GOAL OF THE EXERCISE => Copies of all lines containing the string "OpCallValueHandler" are needed from the data below.

:: MATERIAL SHOWN ::

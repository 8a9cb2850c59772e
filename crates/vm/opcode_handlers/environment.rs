//! # Environmental information operations
//!
//! Includes the following opcodes:
//!   - `ADDRESS`, `BALANCE`, `ORIGIN`, `CALLER`, `CALLVALUE`, `GASPRICE`
//!   - `CALLDATALOAD`, `CALLDATASIZE`, `CALLDATACOPY`
//!   - `CODESIZE`, `CODECOPY`, `EXTCODESIZE`, `EXTCODECOPY`
//!   - `RETURNDATASIZE`, `RETURNDATACOPY`

use crate::{
    errors::{ExceptionalHalt, OpcodeResult, VMError},
    gas_cost,
    memory::calculate_memory_size,
    opcode_handlers::OpcodeHandler,
    utils::{address_to_word, size_offset_to_usize, u256_to_usize, word_to_address},
    vm::VM,
};
use ethereum_types::U256;

const CONTINUE: OpcodeResult = OpcodeResult::Continue { pc_increment: 1 };

/// Copies `size` bytes of `data` starting at `data_offset` into memory at
/// `dest_offset`, padding with zeros past the end of `data`.
fn copy_with_zero_fill(
    vm: &mut VM<'_>,
    dest_offset: usize,
    data_offset: usize,
    size: usize,
    data: &[u8],
) -> Result<(), VMError> {
    let mut buf = vec![0u8; size];
    if data_offset < data.len() {
        let end = data.len().min(data_offset.saturating_add(size));
        buf[..end - data_offset].copy_from_slice(&data[data_offset..end]);
    }
    vm.current_call_frame_mut()?.memory.store_data(dest_offset, &buf)
}

/// Implementation for the `ADDRESS` opcode: the account whose storage and
/// balance the code acts on.
pub struct OpAddressHandler;
impl OpcodeHandler for OpAddressHandler {
    fn eval(vm: &mut VM<'_>) -> Result<OpcodeResult, VMError> {
        let frame = vm.current_call_frame_mut()?;
        frame.increase_consumed_gas(gas_cost::ADDRESS)?;
        let address = frame.to;
        frame.stack.push(address_to_word(address))?;
        Ok(CONTINUE)
    }
}

/// Implementation for the `BALANCE` opcode.
pub struct OpBalanceHandler;
impl OpcodeHandler for OpBalanceHandler {
    fn eval(vm: &mut VM<'_>) -> Result<OpcodeResult, VMError> {
        let cost = vm.env.gas_schedule().balance;
        let frame = vm.current_call_frame_mut()?;
        frame.increase_consumed_gas(cost)?;
        let address = word_to_address(frame.stack.pop1()?);
        let balance = vm.db.get_account(address)?.info.balance;
        vm.current_call_frame_mut()?.stack.push(balance)?;
        Ok(CONTINUE)
    }
}

/// Implementation for the `ORIGIN` opcode: the external transaction's
/// sender.
pub struct OpOriginHandler;
impl OpcodeHandler for OpOriginHandler {
    fn eval(vm: &mut VM<'_>) -> Result<OpcodeResult, VMError> {
        let origin = vm.env.origin;
        let frame = vm.current_call_frame_mut()?;
        frame.increase_consumed_gas(gas_cost::ORIGIN)?;
        frame.stack.push(address_to_word(origin))?;
        Ok(CONTINUE)
    }
}

/// Implementation for the `CALLER` opcode.
pub struct OpCallerHandler;
impl OpcodeHandler for OpCallerHandler {
    fn eval(vm: &mut VM<'_>) -> Result<OpcodeResult, VMError> {
        let frame = vm.current_call_frame_mut()?;
        frame.increase_consumed_gas(gas_cost::CALLER)?;
        let caller = frame.msg_sender;
        frame.stack.push(address_to_word(caller))?;
        Ok(CONTINUE)
    }
}

/// Implementation for the `CALLVALUE` opcode.
pub struct OpCallValueHandler;
impl OpcodeHandler for OpCallValueHandler {
    fn eval(vm: &mut VM<'_>) -> Result<OpcodeResult, VMError> {
        let frame = vm.current_call_frame_mut()?;
        frame.increase_consumed_gas(gas_cost::CALLVALUE)?;
        let value = frame.msg_value;
        frame.stack.push(value)?;
        Ok(CONTINUE)
    }
}

/// Implementation for the `CALLDATALOAD` opcode: 32 bytes of calldata,
/// zero-padded past the end.
pub struct OpCallDataLoadHandler;
impl OpcodeHandler for OpCallDataLoadHandler {
    fn eval(vm: &mut VM<'_>) -> Result<OpcodeResult, VMError> {
        let frame = vm.current_call_frame_mut()?;
        frame.increase_consumed_gas(gas_cost::CALLDATALOAD)?;
        let offset = usize::try_from(frame.stack.pop1()?).unwrap_or(usize::MAX);

        let mut word = [0u8; 32];
        for (i, slot) in word.iter_mut().enumerate() {
            *slot = frame
                .calldata
                .get(offset.saturating_add(i))
                .copied()
                .unwrap_or_default();
        }
        frame.stack.push(U256::from_big_endian(&word))?;
        Ok(CONTINUE)
    }
}

/// Implementation for the `CALLDATASIZE` opcode.
pub struct OpCallDataSizeHandler;
impl OpcodeHandler for OpCallDataSizeHandler {
    fn eval(vm: &mut VM<'_>) -> Result<OpcodeResult, VMError> {
        let frame = vm.current_call_frame_mut()?;
        frame.increase_consumed_gas(gas_cost::CALLDATASIZE)?;
        let size = frame.calldata.len();
        frame.stack.push(U256::from(size))?;
        Ok(CONTINUE)
    }
}

/// Implementation for the `CALLDATACOPY` opcode.
pub struct OpCallDataCopyHandler;
impl OpcodeHandler for OpCallDataCopyHandler {
    fn eval(vm: &mut VM<'_>) -> Result<OpcodeResult, VMError> {
        let frame = vm.current_call_frame_mut()?;
        let [dest_offset, data_offset, size] = frame.stack.pop()?;
        let (size, dest_offset) = size_offset_to_usize(size, dest_offset)?;
        let data_offset = usize::try_from(data_offset).unwrap_or(usize::MAX);

        frame.increase_consumed_gas(gas_cost::copy_behavior(
            calculate_memory_size(dest_offset, size)?,
            frame.memory.len(),
            size,
            gas_cost::CALLDATACOPY_STATIC,
        )?)?;

        let data = frame.calldata.clone();
        copy_with_zero_fill(vm, dest_offset, data_offset, size, &data)?;
        Ok(CONTINUE)
    }
}

/// Implementation for the `CODESIZE` opcode.
pub struct OpCodeSizeHandler;
impl OpcodeHandler for OpCodeSizeHandler {
    fn eval(vm: &mut VM<'_>) -> Result<OpcodeResult, VMError> {
        let frame = vm.current_call_frame_mut()?;
        frame.increase_consumed_gas(gas_cost::CODESIZE)?;
        let size = frame.bytecode.len();
        frame.stack.push(U256::from(size))?;
        Ok(CONTINUE)
    }
}

/// Implementation for the `CODECOPY` opcode.
pub struct OpCodeCopyHandler;
impl OpcodeHandler for OpCodeCopyHandler {
    fn eval(vm: &mut VM<'_>) -> Result<OpcodeResult, VMError> {
        let frame = vm.current_call_frame_mut()?;
        let [dest_offset, code_offset, size] = frame.stack.pop()?;
        let (size, dest_offset) = size_offset_to_usize(size, dest_offset)?;
        let code_offset = usize::try_from(code_offset).unwrap_or(usize::MAX);

        frame.increase_consumed_gas(gas_cost::copy_behavior(
            calculate_memory_size(dest_offset, size)?,
            frame.memory.len(),
            size,
            gas_cost::CODECOPY_STATIC,
        )?)?;

        let code = frame.bytecode.clone();
        copy_with_zero_fill(vm, dest_offset, code_offset, size, &code)?;
        Ok(CONTINUE)
    }
}

/// Implementation for the `GASPRICE` opcode.
pub struct OpGasPriceHandler;
impl OpcodeHandler for OpGasPriceHandler {
    fn eval(vm: &mut VM<'_>) -> Result<OpcodeResult, VMError> {
        let gas_price = vm.env.gas_price;
        let frame = vm.current_call_frame_mut()?;
        frame.increase_consumed_gas(gas_cost::GASPRICE)?;
        frame.stack.push(gas_price)?;
        Ok(CONTINUE)
    }
}

/// Implementation for the `EXTCODESIZE` opcode.
pub struct OpExtCodeSizeHandler;
impl OpcodeHandler for OpExtCodeSizeHandler {
    fn eval(vm: &mut VM<'_>) -> Result<OpcodeResult, VMError> {
        let cost = vm.env.gas_schedule().extcodesize;
        let frame = vm.current_call_frame_mut()?;
        frame.increase_consumed_gas(cost)?;
        let address = word_to_address(frame.stack.pop1()?);
        let size = vm.db.get_account(address)?.code.len();
        vm.current_call_frame_mut()?.stack.push(U256::from(size))?;
        Ok(CONTINUE)
    }
}

/// Implementation for the `EXTCODECOPY` opcode.
pub struct OpExtCodeCopyHandler;
impl OpcodeHandler for OpExtCodeCopyHandler {
    fn eval(vm: &mut VM<'_>) -> Result<OpcodeResult, VMError> {
        let base_cost = vm.env.gas_schedule().extcodecopy_base;
        let frame = vm.current_call_frame_mut()?;
        let [address, dest_offset, code_offset, size] = frame.stack.pop()?;
        let address = word_to_address(address);
        let (size, dest_offset) = size_offset_to_usize(size, dest_offset)?;
        let code_offset = usize::try_from(code_offset).unwrap_or(usize::MAX);

        frame.increase_consumed_gas(gas_cost::copy_behavior(
            calculate_memory_size(dest_offset, size)?,
            frame.memory.len(),
            size,
            base_cost,
        )?)?;

        let code = vm.db.get_account(address)?.code.clone();
        copy_with_zero_fill(vm, dest_offset, code_offset, size, &code)?;
        Ok(CONTINUE)
    }
}

/// Implementation for the `RETURNDATASIZE` opcode.
pub struct OpReturnDataSizeHandler;
impl OpcodeHandler for OpReturnDataSizeHandler {
    fn eval(vm: &mut VM<'_>) -> Result<OpcodeResult, VMError> {
        let frame = vm.current_call_frame_mut()?;
        frame.increase_consumed_gas(gas_cost::RETURNDATASIZE)?;
        let size = frame.sub_return_data.len();
        frame.stack.push(U256::from(size))?;
        Ok(CONTINUE)
    }
}

/// Implementation for the `RETURNDATACOPY` opcode. Unlike the other copy
/// opcodes, reading past the end of the return data is a fault.
pub struct OpReturnDataCopyHandler;
impl OpcodeHandler for OpReturnDataCopyHandler {
    fn eval(vm: &mut VM<'_>) -> Result<OpcodeResult, VMError> {
        let frame = vm.current_call_frame_mut()?;
        let [dest_offset, data_offset, size] = frame.stack.pop()?;
        let (size, dest_offset) = size_offset_to_usize(size, dest_offset)?;
        let data_offset = u256_to_usize(data_offset).unwrap_or(usize::MAX);

        frame.increase_consumed_gas(gas_cost::copy_behavior(
            calculate_memory_size(dest_offset, size)?,
            frame.memory.len(),
            size,
            gas_cost::RETURNDATACOPY_STATIC,
        )?)?;

        let data = frame.sub_return_data.clone();
        let end = data_offset
            .checked_add(size)
            .ok_or(ExceptionalHalt::OutOfBounds)?;
        if end > data.len() {
            return Err(ExceptionalHalt::OutOfBounds.into());
        }
        vm.current_call_frame_mut()?
            .memory
            .store_data(dest_offset, &data[data_offset..end])?;
        Ok(CONTINUE)
    }
}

:::

TASK RESULT =>
pub struct OpCallValueHandler;
impl OpcodeHandler for OpCallValueHandler {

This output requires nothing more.